__Data section__:
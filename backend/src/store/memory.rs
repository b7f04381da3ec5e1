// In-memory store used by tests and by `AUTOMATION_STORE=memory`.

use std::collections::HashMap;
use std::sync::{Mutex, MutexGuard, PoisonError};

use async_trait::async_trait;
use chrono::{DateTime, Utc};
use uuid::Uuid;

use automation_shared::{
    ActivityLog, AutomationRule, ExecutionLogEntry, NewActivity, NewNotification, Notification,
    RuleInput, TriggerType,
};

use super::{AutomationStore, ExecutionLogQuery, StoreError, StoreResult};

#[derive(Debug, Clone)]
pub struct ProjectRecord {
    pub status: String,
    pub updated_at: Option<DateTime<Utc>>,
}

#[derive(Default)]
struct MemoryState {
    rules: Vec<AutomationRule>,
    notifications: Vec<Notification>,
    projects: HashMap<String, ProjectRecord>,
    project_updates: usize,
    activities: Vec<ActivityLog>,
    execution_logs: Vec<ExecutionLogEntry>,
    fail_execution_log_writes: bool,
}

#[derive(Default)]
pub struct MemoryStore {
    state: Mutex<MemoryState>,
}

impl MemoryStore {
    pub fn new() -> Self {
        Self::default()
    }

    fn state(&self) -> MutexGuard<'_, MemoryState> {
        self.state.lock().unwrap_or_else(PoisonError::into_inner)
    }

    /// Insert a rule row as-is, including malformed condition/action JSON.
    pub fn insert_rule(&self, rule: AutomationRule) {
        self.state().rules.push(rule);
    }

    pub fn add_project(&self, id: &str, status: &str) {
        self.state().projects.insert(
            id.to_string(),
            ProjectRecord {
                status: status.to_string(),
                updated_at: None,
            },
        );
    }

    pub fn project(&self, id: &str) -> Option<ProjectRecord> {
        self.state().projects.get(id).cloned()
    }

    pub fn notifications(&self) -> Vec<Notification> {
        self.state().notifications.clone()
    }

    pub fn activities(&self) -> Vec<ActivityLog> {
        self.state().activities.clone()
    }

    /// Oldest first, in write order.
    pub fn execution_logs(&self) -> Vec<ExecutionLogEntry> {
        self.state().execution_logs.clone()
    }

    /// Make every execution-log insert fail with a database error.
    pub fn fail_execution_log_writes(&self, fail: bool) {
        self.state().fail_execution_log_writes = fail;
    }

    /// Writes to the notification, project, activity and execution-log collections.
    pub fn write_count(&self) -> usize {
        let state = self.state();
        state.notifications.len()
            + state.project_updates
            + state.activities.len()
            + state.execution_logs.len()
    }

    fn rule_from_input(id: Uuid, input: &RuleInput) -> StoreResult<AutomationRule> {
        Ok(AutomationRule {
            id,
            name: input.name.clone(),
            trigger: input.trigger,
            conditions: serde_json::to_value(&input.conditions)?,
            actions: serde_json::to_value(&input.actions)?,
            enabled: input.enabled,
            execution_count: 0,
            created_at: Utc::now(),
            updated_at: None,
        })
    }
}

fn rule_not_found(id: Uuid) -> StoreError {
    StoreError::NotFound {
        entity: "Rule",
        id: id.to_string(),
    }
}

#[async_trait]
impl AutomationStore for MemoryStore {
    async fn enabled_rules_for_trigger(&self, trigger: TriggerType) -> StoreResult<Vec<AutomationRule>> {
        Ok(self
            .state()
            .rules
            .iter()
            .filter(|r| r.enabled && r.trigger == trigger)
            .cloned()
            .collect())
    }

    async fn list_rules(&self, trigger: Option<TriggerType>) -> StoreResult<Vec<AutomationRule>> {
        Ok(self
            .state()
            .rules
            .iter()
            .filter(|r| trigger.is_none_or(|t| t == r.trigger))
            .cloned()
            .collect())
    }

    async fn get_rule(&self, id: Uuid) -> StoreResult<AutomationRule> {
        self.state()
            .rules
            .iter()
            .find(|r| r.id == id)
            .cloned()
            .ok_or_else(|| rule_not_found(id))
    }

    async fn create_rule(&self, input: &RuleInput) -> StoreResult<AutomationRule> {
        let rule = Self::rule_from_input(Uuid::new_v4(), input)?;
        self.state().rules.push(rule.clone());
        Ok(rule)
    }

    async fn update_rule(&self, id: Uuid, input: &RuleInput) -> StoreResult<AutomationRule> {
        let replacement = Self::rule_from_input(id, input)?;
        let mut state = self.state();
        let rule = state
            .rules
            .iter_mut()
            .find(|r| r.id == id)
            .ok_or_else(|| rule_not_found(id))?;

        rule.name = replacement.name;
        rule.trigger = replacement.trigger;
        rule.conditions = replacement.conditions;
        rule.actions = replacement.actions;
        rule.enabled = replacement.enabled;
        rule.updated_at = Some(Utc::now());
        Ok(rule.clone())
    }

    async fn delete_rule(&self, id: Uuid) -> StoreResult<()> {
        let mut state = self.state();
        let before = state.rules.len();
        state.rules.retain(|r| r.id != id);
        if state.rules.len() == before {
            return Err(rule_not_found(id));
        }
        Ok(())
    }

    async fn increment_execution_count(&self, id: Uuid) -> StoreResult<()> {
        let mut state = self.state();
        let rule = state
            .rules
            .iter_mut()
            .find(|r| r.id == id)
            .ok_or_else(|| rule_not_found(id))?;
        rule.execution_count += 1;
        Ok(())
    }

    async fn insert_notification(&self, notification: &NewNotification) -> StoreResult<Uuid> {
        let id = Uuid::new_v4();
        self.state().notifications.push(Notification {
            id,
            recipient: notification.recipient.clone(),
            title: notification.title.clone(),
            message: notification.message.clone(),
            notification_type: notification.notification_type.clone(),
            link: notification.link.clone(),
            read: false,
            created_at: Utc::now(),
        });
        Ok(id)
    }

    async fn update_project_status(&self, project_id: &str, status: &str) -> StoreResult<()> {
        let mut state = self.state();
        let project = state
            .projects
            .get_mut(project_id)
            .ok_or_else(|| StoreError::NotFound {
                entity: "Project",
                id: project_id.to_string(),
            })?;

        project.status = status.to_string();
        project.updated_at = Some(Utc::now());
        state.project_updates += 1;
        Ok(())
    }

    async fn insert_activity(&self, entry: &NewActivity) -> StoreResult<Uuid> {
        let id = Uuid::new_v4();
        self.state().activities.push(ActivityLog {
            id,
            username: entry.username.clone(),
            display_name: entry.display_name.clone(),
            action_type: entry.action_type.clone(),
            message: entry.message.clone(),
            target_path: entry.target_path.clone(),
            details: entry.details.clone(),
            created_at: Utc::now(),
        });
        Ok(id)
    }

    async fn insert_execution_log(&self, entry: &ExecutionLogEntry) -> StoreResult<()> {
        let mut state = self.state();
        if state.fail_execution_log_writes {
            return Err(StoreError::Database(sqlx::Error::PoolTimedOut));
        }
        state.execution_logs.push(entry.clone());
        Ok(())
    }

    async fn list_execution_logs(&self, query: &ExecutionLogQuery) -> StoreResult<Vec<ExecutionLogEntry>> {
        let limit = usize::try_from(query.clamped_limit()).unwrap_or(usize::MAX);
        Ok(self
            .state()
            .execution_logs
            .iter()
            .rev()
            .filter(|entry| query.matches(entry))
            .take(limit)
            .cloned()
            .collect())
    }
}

==

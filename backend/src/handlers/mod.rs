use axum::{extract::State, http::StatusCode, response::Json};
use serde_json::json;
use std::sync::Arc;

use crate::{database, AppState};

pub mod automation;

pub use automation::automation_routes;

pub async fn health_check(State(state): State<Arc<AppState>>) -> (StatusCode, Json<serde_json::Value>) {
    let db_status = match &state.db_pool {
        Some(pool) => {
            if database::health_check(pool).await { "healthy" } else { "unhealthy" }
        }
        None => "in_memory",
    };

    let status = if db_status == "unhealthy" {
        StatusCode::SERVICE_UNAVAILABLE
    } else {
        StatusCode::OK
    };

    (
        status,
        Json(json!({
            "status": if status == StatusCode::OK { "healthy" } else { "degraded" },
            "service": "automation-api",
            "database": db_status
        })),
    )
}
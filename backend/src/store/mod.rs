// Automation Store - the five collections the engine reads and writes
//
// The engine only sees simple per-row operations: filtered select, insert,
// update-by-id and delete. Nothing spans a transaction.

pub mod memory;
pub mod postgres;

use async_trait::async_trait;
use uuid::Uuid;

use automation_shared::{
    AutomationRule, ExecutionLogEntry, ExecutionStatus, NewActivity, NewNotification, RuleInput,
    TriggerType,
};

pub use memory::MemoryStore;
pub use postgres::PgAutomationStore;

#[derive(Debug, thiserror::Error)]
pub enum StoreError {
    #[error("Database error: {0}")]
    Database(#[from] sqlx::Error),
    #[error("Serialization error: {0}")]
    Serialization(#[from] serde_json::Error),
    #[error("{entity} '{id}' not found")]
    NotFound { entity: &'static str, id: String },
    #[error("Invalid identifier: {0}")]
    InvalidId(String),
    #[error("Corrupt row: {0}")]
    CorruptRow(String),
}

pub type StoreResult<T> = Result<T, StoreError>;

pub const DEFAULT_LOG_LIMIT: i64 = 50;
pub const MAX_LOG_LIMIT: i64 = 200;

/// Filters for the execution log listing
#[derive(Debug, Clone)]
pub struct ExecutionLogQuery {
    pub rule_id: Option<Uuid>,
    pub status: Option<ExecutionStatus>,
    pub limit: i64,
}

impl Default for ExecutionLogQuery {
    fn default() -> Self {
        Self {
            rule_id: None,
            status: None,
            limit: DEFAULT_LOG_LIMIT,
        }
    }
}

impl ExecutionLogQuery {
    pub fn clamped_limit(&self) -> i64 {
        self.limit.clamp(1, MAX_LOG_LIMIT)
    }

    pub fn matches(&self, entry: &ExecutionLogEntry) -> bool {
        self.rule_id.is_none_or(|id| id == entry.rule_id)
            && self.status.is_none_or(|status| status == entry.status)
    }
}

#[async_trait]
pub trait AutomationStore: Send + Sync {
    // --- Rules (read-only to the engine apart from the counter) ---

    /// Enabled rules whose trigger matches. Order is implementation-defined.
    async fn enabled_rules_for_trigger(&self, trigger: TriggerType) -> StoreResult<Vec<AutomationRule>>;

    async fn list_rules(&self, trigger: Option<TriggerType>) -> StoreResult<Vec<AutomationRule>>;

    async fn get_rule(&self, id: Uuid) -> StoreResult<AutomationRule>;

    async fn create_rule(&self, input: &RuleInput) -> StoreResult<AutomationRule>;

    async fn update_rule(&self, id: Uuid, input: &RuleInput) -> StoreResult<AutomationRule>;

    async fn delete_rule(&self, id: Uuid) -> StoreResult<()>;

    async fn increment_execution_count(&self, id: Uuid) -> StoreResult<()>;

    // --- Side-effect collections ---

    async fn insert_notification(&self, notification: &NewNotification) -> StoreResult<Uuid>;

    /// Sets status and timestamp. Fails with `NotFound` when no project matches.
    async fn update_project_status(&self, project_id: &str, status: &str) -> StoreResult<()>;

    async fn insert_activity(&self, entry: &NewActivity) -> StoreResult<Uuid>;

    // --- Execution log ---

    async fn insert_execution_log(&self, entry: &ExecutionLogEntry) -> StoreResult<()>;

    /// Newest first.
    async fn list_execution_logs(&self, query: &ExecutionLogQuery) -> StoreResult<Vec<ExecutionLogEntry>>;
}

__What the task requires__: Looking back over the data above, restate word for word the lines that begin at the line with "filename backend/src/store/memory.rs" and end at the line with "fn state(&self) ->", inclusive.

__Written answer__:
filename backend/src/store/memory.rs
repository b7f04381da3ec5e1
// In-memory store used by tests and by `AUTOMATION_STORE=memory`.

use std::collections::HashMap;
use std::sync::{Mutex, MutexGuard, PoisonError};

use async_trait::async_trait;
use chrono::{DateTime, Utc};
use uuid::Uuid;

use automation_shared::{
    ActivityLog, AutomationRule, ExecutionLogEntry, NewActivity, NewNotification, Notification,
    RuleInput, TriggerType,
};

use super::{AutomationStore, ExecutionLogQuery, StoreError, StoreResult};

#[derive(Debug, Clone)]
pub struct ProjectRecord {
    pub status: String,
    pub updated_at: Option<DateTime<Utc>>,
}

#[derive(Default)]
struct MemoryState {
    rules: Vec<AutomationRule>,
    notifications: Vec<Notification>,
    projects: HashMap<String, ProjectRecord>,
    project_updates: usize,
    activities: Vec<ActivityLog>,
    execution_logs: Vec<ExecutionLogEntry>,
    fail_execution_log_writes: bool,
}

#[derive(Default)]
pub struct MemoryStore {
    state: Mutex<MemoryState>,
}

impl MemoryStore {
    pub fn new() -> Self {
        Self::default()
    }

    fn state(&self) -> MutexGuard<'_, MemoryState> {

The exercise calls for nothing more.